* Exercise
Quote the material below exactly as written, from the first line to the line that holds "const CREATE_SCHEMA_SQL: &str", endpoints included.

╭──

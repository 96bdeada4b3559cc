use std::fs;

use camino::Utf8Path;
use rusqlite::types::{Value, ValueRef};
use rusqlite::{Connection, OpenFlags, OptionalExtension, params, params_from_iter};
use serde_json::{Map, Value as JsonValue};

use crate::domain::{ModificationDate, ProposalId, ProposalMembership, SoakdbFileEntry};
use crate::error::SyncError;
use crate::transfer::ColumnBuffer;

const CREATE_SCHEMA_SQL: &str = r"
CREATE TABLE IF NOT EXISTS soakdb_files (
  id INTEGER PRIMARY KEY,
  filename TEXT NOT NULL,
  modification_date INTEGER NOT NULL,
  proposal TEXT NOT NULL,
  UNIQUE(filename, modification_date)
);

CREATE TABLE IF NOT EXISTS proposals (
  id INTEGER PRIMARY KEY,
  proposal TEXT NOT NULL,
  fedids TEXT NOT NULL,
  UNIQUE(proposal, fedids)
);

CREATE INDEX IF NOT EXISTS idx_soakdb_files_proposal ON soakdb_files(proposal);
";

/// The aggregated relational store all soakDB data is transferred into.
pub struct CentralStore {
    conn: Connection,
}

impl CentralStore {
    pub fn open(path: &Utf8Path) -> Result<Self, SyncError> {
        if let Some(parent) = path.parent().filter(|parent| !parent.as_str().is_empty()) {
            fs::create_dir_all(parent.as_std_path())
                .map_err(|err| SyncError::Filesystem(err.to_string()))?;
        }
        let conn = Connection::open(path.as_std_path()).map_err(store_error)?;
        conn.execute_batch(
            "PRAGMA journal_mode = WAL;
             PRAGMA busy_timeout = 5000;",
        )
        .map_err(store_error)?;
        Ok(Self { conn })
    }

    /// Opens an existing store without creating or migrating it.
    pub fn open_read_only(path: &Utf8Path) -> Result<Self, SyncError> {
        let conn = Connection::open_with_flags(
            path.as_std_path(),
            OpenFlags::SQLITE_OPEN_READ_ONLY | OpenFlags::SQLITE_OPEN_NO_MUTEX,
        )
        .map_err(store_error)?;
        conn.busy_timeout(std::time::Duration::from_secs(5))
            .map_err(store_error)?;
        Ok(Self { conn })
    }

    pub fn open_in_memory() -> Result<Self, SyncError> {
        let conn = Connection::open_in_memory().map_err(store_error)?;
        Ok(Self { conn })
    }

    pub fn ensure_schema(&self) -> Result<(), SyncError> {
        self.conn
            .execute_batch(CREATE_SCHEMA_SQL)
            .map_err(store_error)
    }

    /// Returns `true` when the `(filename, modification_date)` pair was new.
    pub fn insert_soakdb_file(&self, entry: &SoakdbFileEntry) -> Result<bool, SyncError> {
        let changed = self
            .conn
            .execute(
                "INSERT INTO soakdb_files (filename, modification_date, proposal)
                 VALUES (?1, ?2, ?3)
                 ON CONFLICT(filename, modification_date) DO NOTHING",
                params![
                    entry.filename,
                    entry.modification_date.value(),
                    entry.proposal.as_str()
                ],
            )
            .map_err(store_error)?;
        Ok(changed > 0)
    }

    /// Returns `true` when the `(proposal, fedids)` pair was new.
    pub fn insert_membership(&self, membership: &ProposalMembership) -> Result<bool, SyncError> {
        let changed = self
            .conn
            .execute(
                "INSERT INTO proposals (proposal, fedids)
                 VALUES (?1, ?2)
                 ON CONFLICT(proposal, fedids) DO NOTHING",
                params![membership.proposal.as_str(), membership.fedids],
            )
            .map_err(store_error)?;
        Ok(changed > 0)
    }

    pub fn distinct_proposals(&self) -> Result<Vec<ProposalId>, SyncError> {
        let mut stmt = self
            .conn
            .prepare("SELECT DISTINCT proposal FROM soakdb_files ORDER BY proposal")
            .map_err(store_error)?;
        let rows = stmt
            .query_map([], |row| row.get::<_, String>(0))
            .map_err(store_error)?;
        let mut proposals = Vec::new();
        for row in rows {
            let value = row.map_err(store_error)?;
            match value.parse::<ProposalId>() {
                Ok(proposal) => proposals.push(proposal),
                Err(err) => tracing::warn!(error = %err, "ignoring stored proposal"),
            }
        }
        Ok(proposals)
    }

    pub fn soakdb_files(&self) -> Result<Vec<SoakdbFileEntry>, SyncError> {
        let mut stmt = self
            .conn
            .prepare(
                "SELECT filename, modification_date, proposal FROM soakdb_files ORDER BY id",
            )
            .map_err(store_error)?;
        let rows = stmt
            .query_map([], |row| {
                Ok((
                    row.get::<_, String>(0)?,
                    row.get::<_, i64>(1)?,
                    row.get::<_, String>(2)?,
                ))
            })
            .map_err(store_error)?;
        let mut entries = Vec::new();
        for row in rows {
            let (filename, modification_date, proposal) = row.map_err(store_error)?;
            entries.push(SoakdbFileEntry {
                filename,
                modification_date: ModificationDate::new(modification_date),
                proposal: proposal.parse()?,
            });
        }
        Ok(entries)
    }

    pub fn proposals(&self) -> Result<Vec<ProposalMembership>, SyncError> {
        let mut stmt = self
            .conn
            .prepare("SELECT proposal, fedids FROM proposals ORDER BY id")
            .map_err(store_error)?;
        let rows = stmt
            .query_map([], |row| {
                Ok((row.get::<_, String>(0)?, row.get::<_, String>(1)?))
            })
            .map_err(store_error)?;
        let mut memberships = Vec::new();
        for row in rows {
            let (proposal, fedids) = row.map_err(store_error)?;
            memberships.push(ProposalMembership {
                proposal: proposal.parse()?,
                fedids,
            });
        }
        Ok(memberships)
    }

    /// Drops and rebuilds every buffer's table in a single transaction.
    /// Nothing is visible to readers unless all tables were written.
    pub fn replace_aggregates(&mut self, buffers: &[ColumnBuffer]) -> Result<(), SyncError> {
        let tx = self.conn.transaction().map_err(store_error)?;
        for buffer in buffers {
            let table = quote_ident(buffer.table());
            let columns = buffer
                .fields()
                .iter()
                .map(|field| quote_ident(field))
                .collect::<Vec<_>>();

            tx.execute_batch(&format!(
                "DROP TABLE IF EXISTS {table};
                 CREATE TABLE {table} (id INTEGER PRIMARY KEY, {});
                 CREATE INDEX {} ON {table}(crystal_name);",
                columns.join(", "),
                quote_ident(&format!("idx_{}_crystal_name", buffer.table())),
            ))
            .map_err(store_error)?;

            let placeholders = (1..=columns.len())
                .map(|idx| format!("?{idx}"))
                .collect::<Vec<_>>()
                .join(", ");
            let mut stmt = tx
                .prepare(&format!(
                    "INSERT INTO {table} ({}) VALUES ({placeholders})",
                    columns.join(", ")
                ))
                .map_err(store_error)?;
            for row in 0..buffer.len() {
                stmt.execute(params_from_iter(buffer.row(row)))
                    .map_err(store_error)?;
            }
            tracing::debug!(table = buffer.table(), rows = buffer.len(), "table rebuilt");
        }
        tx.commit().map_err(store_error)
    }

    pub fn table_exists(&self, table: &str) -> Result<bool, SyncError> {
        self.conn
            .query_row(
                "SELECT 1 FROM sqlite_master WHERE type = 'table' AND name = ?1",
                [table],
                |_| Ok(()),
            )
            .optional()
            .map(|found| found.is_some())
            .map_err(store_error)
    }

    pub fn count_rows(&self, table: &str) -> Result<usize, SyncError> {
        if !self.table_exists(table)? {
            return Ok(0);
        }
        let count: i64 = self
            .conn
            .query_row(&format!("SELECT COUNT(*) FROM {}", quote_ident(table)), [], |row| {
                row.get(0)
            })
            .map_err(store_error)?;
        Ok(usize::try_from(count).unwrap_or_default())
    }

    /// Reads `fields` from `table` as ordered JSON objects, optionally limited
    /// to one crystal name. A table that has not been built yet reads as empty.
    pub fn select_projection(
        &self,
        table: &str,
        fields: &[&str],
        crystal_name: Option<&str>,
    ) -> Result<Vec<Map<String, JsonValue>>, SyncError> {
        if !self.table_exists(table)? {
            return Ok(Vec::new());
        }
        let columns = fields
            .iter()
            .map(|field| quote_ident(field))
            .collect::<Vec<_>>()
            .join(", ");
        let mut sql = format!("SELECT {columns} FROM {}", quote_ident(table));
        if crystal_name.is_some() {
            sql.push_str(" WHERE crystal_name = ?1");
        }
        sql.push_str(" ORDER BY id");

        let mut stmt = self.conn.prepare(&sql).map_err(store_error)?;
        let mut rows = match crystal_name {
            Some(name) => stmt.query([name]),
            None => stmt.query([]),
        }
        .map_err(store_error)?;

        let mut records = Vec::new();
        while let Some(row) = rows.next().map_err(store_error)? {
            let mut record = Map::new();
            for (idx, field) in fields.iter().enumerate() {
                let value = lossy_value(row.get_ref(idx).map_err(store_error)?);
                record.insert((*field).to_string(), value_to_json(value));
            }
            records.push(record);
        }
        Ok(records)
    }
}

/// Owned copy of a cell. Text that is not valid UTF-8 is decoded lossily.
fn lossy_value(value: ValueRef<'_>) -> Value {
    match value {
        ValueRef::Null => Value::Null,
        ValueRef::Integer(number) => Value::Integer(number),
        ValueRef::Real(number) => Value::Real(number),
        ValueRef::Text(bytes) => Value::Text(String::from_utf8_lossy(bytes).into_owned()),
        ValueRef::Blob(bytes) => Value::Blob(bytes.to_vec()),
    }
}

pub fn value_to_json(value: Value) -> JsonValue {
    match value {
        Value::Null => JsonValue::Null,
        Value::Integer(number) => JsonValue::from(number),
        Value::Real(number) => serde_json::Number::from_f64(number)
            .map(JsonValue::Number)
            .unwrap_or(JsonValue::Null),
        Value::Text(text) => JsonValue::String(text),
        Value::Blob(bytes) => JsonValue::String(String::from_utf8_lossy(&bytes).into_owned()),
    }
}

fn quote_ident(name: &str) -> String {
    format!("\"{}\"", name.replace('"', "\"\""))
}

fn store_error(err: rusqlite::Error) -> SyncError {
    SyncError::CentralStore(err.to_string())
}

╰──

* Answer to the exercise
repository 96bdeada4b3559cc
use std::fs;

use camino::Utf8Path;
use rusqlite::types::{Value, ValueRef};
use rusqlite::{Connection, OpenFlags, OptionalExtension, params, params_from_iter};
use serde_json::{Map, Value as JsonValue};

use crate::domain::{ModificationDate, ProposalId, ProposalMembership, SoakdbFileEntry};
use crate::error::SyncError;
use crate::transfer::ColumnBuffer;

const CREATE_SCHEMA_SQL: &str = r"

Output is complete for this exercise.